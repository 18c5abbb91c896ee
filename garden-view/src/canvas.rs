//! Retained raster the viewer paints circles into.
//!
//! Every circle is rasterised once, when growth emits it, into an RGBA
//! buffer. The buffer is uploaded to a single egui texture only when it has
//! changed, so the per-frame cost does not depend on how many circles the
//! plant has drawn.

use garden_core::{
    math::Color,
    types::{Circle, Disc},
};
use glam::Vec2;

/// Side length, in world units, of the default square canvas.
pub const CANVAS_SIZE: usize = 1280;

/// An RGBA image covering a world-space rectangle centered on the origin,
/// one pixel per world unit.
pub struct Canvas {
    size: [usize; 2],
    rgba: Vec<u8>,
    background: Color,
    painted: u64,
    dirty: bool,
    texture: Option<egui::TextureHandle>,
}

impl Canvas {
    pub fn new(width: usize, height: usize, background: Color) -> Self {
        let mut canvas = Self {
            size: [width, height],
            rgba: vec![0; width * height * 4],
            background,
            painted: 0,
            dirty: true,
            texture: None,
        };
        canvas.clear();
        canvas
    }

    /// Fills the whole canvas with the background color.
    pub fn clear(&mut self) {
        let [r, g, b] = self.background.rgb();
        for pixel in self.rgba.chunks_exact_mut(4) {
            pixel.copy_from_slice(&[r, g, b, 255]);
        }
        self.painted = 0;
        self.dirty = true;
    }

    /// Number of circles painted since the last [`Canvas::clear`].
    #[inline]
    pub fn painted(&self) -> u64 {
        self.painted
    }

    /// World-space corners `(min, max)` of the area the canvas covers.
    pub fn world_bounds(&self) -> (Vec2, Vec2) {
        let half = Vec2::new(self.size[0] as f32, self.size[1] as f32) / 2.0;
        (-half, half)
    }

    #[cfg(test)]
    fn pixel(&self, x: usize, y: usize) -> Option<Color> {
        let [width, height] = self.size;
        if x >= width || y >= height {
            return None;
        }
        let i = (y * width + x) * 4;
        Some(Color::new(
            self.rgba[i] as i32,
            self.rgba[i + 1] as i32,
            self.rgba[i + 2] as i32,
        ))
    }

    /// Paints `circle` as its three bevel discs.
    pub fn draw_circle(&mut self, circle: &Circle, bevel_delta: i32) {
        for disc in circle.bevel(bevel_delta) {
            self.fill_disc(&disc);
        }
        self.painted += 1;
        self.dirty = true;
    }

    /// Rasterises one disc, clipped to the canvas. A pixel is covered when
    /// its center lies inside the disc.
    fn fill_disc(&mut self, disc: &Disc) {
        let [width, height] = self.size;
        let cx = disc.center.x + width as f32 / 2.0;
        let cy = disc.center.y + height as f32 / 2.0;
        let radius = disc.radius;
        if !(cx.is_finite() && cy.is_finite() && radius.is_finite()) {
            return;
        }

        let x0 = (cx - radius).floor().max(0.0);
        let x1 = (cx + radius).ceil().min(width as f32);
        let y0 = (cy - radius).floor().max(0.0);
        let y1 = (cy + radius).ceil().min(height as f32);
        if x0 >= x1 || y0 >= y1 {
            return;
        }

        let [r, g, b] = disc.color.rgb();
        let radius_sq = radius * radius;
        for y in y0 as usize..y1 as usize {
            let dy = y as f32 + 0.5 - cy;
            for x in x0 as usize..x1 as usize {
                let dx = x as f32 + 0.5 - cx;
                if dx * dx + dy * dy <= radius_sq {
                    let i = (y * width + x) * 4;
                    self.rgba[i..i + 4].copy_from_slice(&[r, g, b, 255]);
                }
            }
        }
    }

    /// Texture holding the current image, re-uploaded only after changes.
    pub fn texture_id(&mut self, ctx: &egui::Context) -> egui::TextureId {
        let dirty = std::mem::take(&mut self.dirty);
        if let Some(texture) = self.texture.as_mut() {
            if dirty {
                let image = egui::ColorImage::from_rgba_unmultiplied(self.size, &self.rgba);
                texture.set(image, egui::TextureOptions::LINEAR);
            }
            return texture.id();
        }

        let image = egui::ColorImage::from_rgba_unmultiplied(self.size, &self.rgba);
        let texture = ctx.load_texture("garden-canvas", image, egui::TextureOptions::LINEAR);
        let id = texture.id();
        self.texture = Some(texture);
        id
    }
}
══════════
### PROBLEM DETAILS:
Your task is to copy each line of the data above that holds "return".

### TASK OUTPUT:
            return None;
            return;
            return;
            return texture.id();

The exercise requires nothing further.